▶ What the task requires:
Restate, word for word, each record that follows.

▶ Stored items:
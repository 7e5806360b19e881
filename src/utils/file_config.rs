//! Optional `photoscribe.toml`. Only keys present in the file override defaults; CLI flags
//! are applied afterwards and win.

use anyhow::{Context, Result};
use serde::Deserialize;
use std::path::{Path, PathBuf};
use std::time::Duration;

use crate::Opts;
use crate::engine::tools::normalize_extensions;
use crate::utils::config::check_backpressure;

#[derive(Debug, Default, Deserialize)]
#[serde(deny_unknown_fields)]
pub struct FileConfig {
    #[serde(default)]
    settings: SettingsSection,
    #[serde(default)]
    threads: ThreadsSection,
    #[serde(default)]
    describe: DescribeSection,
    #[serde(default)]
    enhance: EnhanceSection,
    #[serde(default)]
    geolocate: GeolocateSection,
    #[serde(default)]
    backend: BackendSection,
}

#[derive(Debug, Default, Deserialize)]
struct SettingsSection {
    input_dir: Option<PathBuf>,
    output_dir: Option<PathBuf>,
    sort_order: Option<String>,
    extensions: Option<Vec<String>>,
    backpressure: Option<f64>,
    /// Seconds.
    status_interval: Option<f64>,
    retry: Option<bool>,
    retry_failed: Option<bool>,
    verbose: Option<bool>,
}

#[derive(Debug, Default, Deserialize)]
struct ThreadsSection {
    discover: Option<usize>,
    skip_check: Option<usize>,
    metadata: Option<usize>,
    llm: Option<usize>,
    context: Option<usize>,
    geolocate: Option<usize>,
    write: Option<usize>,
}

#[derive(Debug, Default, Deserialize)]
struct DescribeSection {
    model: Option<String>,
    prompt: Option<String>,
    output_format: Option<String>,
}

#[derive(Debug, Default, Deserialize)]
struct EnhanceSection {
    model: Option<String>,
    prompt: Option<String>,
    output_format: Option<String>,
    context_template: Option<String>,
    context_item_template: Option<String>,
    context_item_max_length: Option<usize>,
    max_context_in_prompt: Option<usize>,
    max_context_items: Option<usize>,
    model_context_length: Option<usize>,
}

#[derive(Debug, Default, Deserialize)]
struct GeolocateSection {
    url: Option<String>,
    /// Seconds.
    initial_wait: Option<f64>,
    max_retries: Option<u32>,
}

#[derive(Debug, Default, Deserialize)]
struct BackendSection {
    name: Option<String>,
    url: Option<String>,
}

pub fn parse_file_config(s: &str) -> Result<FileConfig> {
    toml::from_str(s).context("invalid config file")
}

/// Load the config at `path`. Missing file is `Ok(None)`; an unparsable one is an error.
pub fn load_file_config(path: &Path) -> Result<Option<FileConfig>> {
    if !path.is_file() {
        return Ok(None);
    }
    let s = std::fs::read_to_string(path).with_context(|| format!("read {}", path.display()))?;
    parse_file_config(&s)
        .with_context(|| path.display().to_string())
        .map(Some)
}

/// Overwrite opts field from file when present.
macro_rules! apply_file_opt {
    ($sec:expr, $opts:expr, $sec_field:ident => $($opts_field:ident).+) => {
        if let Some(ref v) = $sec.$sec_field {
            $opts.$($opts_field).+ = v.clone();
        }
    };
}

fn secs(v: f64, key: &str) -> Result<Duration> {
    Duration::try_from_secs_f64(v).with_context(|| format!("{key}: invalid duration {v}"))
}

/// Apply file config to opts (only keys present in the file). Call before applying CLI.
pub fn apply_file_to_opts(file: &FileConfig, opts: &mut Opts) -> Result<()> {
    let s = &file.settings;
    apply_file_opt!(s, opts, input_dir => input_dir);
    apply_file_opt!(s, opts, output_dir => output_dir);
    if let Some(ref order) = s.sort_order {
        opts.sort_order = order.parse()?;
    }
    if let Some(ref exts) = s.extensions {
        opts.extensions = normalize_extensions(exts);
    }
    if let Some(m) = s.backpressure {
        opts.backpressure = check_backpressure(m).context("settings.backpressure")?;
    }
    if let Some(v) = s.status_interval {
        opts.status_interval = secs(v, "settings.status_interval")?;
    }
    apply_file_opt!(s, opts, retry => retry);
    apply_file_opt!(s, opts, retry_failed => retry_failed);
    apply_file_opt!(s, opts, verbose => verbose);

    let t = &file.threads;
    apply_file_opt!(t, opts, discover => threads.discover);
    apply_file_opt!(t, opts, skip_check => threads.skip_check);
    apply_file_opt!(t, opts, metadata => threads.metadata);
    apply_file_opt!(t, opts, llm => threads.llm);
    apply_file_opt!(t, opts, context => threads.context);
    apply_file_opt!(t, opts, geolocate => threads.geolocate);
    apply_file_opt!(t, opts, write => threads.write);

    let d = &file.describe;
    apply_file_opt!(d, opts, model => describe.model);
    apply_file_opt!(d, opts, prompt => describe.prompt);
    apply_file_opt!(d, opts, output_format => describe.output_format);

    let e = &file.enhance;
    apply_file_opt!(e, opts, model => enhance.model);
    apply_file_opt!(e, opts, prompt => enhance.prompt);
    apply_file_opt!(e, opts, output_format => enhance.output_format);
    apply_file_opt!(e, opts, context_template => enhance.context_template);
    apply_file_opt!(e, opts, context_item_template => enhance.context_item_template);
    apply_file_opt!(e, opts, context_item_max_length => enhance.context_item_max_length);
    apply_file_opt!(e, opts, max_context_in_prompt => enhance.max_context_in_prompt);
    apply_file_opt!(e, opts, max_context_items => enhance.max_context_items);
    apply_file_opt!(e, opts, model_context_length => enhance.model_context_length);

    let g = &file.geolocate;
    apply_file_opt!(g, opts, url => geocode.url);
    if let Some(v) = g.initial_wait {
        opts.geocode.initial_wait = secs(v, "geolocate.initial_wait")?;
    }
    apply_file_opt!(g, opts, max_retries => geocode.max_retries);

    let b = &file.backend;
    apply_file_opt!(b, opts, name => backend);
    apply_file_opt!(b, opts, url => backend_url);
    Ok(())
}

▶ Reply:
repository 7e5806360b19e881
filename src/utils/file_config.rs
//! Optional `photoscribe.toml`. Only keys present in the file override defaults; CLI flags
//! are applied afterwards and win.

use anyhow::{Context, Result};
use serde::Deserialize;
use std::path::{Path, PathBuf};
use std::time::Duration;

use crate::Opts;
use crate::engine::tools::normalize_extensions;
use crate::utils::config::check_backpressure;

#[derive(Debug, Default, Deserialize)]
#[serde(deny_unknown_fields)]
pub struct FileConfig {
    #[serde(default)]
    settings: SettingsSection,
    #[serde(default)]
    threads: ThreadsSection,
    #[serde(default)]
    describe: DescribeSection,
    #[serde(default)]
    enhance: EnhanceSection,
    #[serde(default)]
    geolocate: GeolocateSection,
    #[serde(default)]
    backend: BackendSection,
}

#[derive(Debug, Default, Deserialize)]
struct SettingsSection {
    input_dir: Option<PathBuf>,
    output_dir: Option<PathBuf>,
    sort_order: Option<String>,
    extensions: Option<Vec<String>>,
    backpressure: Option<f64>,
    /// Seconds.
    status_interval: Option<f64>,
    retry: Option<bool>,
    retry_failed: Option<bool>,
    verbose: Option<bool>,
}

#[derive(Debug, Default, Deserialize)]
struct ThreadsSection {
    discover: Option<usize>,
    skip_check: Option<usize>,
    metadata: Option<usize>,
    llm: Option<usize>,
    context: Option<usize>,
    geolocate: Option<usize>,
    write: Option<usize>,
}

#[derive(Debug, Default, Deserialize)]
struct DescribeSection {
    model: Option<String>,
    prompt: Option<String>,
    output_format: Option<String>,
}

#[derive(Debug, Default, Deserialize)]
struct EnhanceSection {
    model: Option<String>,
    prompt: Option<String>,
    output_format: Option<String>,
    context_template: Option<String>,
    context_item_template: Option<String>,
    context_item_max_length: Option<usize>,
    max_context_in_prompt: Option<usize>,
    max_context_items: Option<usize>,
    model_context_length: Option<usize>,
}

#[derive(Debug, Default, Deserialize)]
struct GeolocateSection {
    url: Option<String>,
    /// Seconds.
    initial_wait: Option<f64>,
    max_retries: Option<u32>,
}

#[derive(Debug, Default, Deserialize)]
struct BackendSection {
    name: Option<String>,
    url: Option<String>,
}

pub fn parse_file_config(s: &str) -> Result<FileConfig> {
    toml::from_str(s).context("invalid config file")
}

/// Load the config at `path`. Missing file is `Ok(None)`; an unparsable one is an error.
pub fn load_file_config(path: &Path) -> Result<Option<FileConfig>> {
    if !path.is_file() {
        return Ok(None);
    }
    let s = std::fs::read_to_string(path).with_context(|| format!("read {}", path.display()))?;
    parse_file_config(&s)
        .with_context(|| path.display().to_string())
        .map(Some)
}

/// Overwrite opts field from file when present.
macro_rules! apply_file_opt {
    ($sec:expr, $opts:expr, $sec_field:ident => $($opts_field:ident).+) => {
        if let Some(ref v) = $sec.$sec_field {
            $opts.$($opts_field).+ = v.clone();
        }
    };
}

fn secs(v: f64, key: &str) -> Result<Duration> {
    Duration::try_from_secs_f64(v).with_context(|| format!("{key}: invalid duration {v}"))
}

/// Apply file config to opts (only keys present in the file). Call before applying CLI.
pub fn apply_file_to_opts(file: &FileConfig, opts: &mut Opts) -> Result<()> {
    let s = &file.settings;
    apply_file_opt!(s, opts, input_dir => input_dir);
    apply_file_opt!(s, opts, output_dir => output_dir);
    if let Some(ref order) = s.sort_order {
        opts.sort_order = order.parse()?;
    }
    if let Some(ref exts) = s.extensions {
        opts.extensions = normalize_extensions(exts);
    }
    if let Some(m) = s.backpressure {
        opts.backpressure = check_backpressure(m).context("settings.backpressure")?;
    }
    if let Some(v) = s.status_interval {
        opts.status_interval = secs(v, "settings.status_interval")?;
    }
    apply_file_opt!(s, opts, retry => retry);
    apply_file_opt!(s, opts, retry_failed => retry_failed);
    apply_file_opt!(s, opts, verbose => verbose);

    let t = &file.threads;
    apply_file_opt!(t, opts, discover => threads.discover);
    apply_file_opt!(t, opts, skip_check => threads.skip_check);
    apply_file_opt!(t, opts, metadata => threads.metadata);
    apply_file_opt!(t, opts, llm => threads.llm);
    apply_file_opt!(t, opts, context => threads.context);
    apply_file_opt!(t, opts, geolocate => threads.geolocate);
    apply_file_opt!(t, opts, write => threads.write);

    let d = &file.describe;
    apply_file_opt!(d, opts, model => describe.model);
    apply_file_opt!(d, opts, prompt => describe.prompt);
    apply_file_opt!(d, opts, output_format => describe.output_format);

    let e = &file.enhance;
    apply_file_opt!(e, opts, model => enhance.model);
    apply_file_opt!(e, opts, prompt => enhance.prompt);
    apply_file_opt!(e, opts, output_format => enhance.output_format);
    apply_file_opt!(e, opts, context_template => enhance.context_template);
    apply_file_opt!(e, opts, context_item_template => enhance.context_item_template);
    apply_file_opt!(e, opts, context_item_max_length => enhance.context_item_max_length);
    apply_file_opt!(e, opts, max_context_in_prompt => enhance.max_context_in_prompt);
    apply_file_opt!(e, opts, max_context_items => enhance.max_context_items);
    apply_file_opt!(e, opts, model_context_length => enhance.model_context_length);

    let g = &file.geolocate;
    apply_file_opt!(g, opts, url => geocode.url);
    if let Some(v) = g.initial_wait {
        opts.geocode.initial_wait = secs(v, "geolocate.initial_wait")?;
    }
    apply_file_opt!(g, opts, max_retries => geocode.max_retries);

    let b = &file.backend;
    apply_file_opt!(b, opts, name => backend);
    apply_file_opt!(b, opts, url => backend_url);
    Ok(())
}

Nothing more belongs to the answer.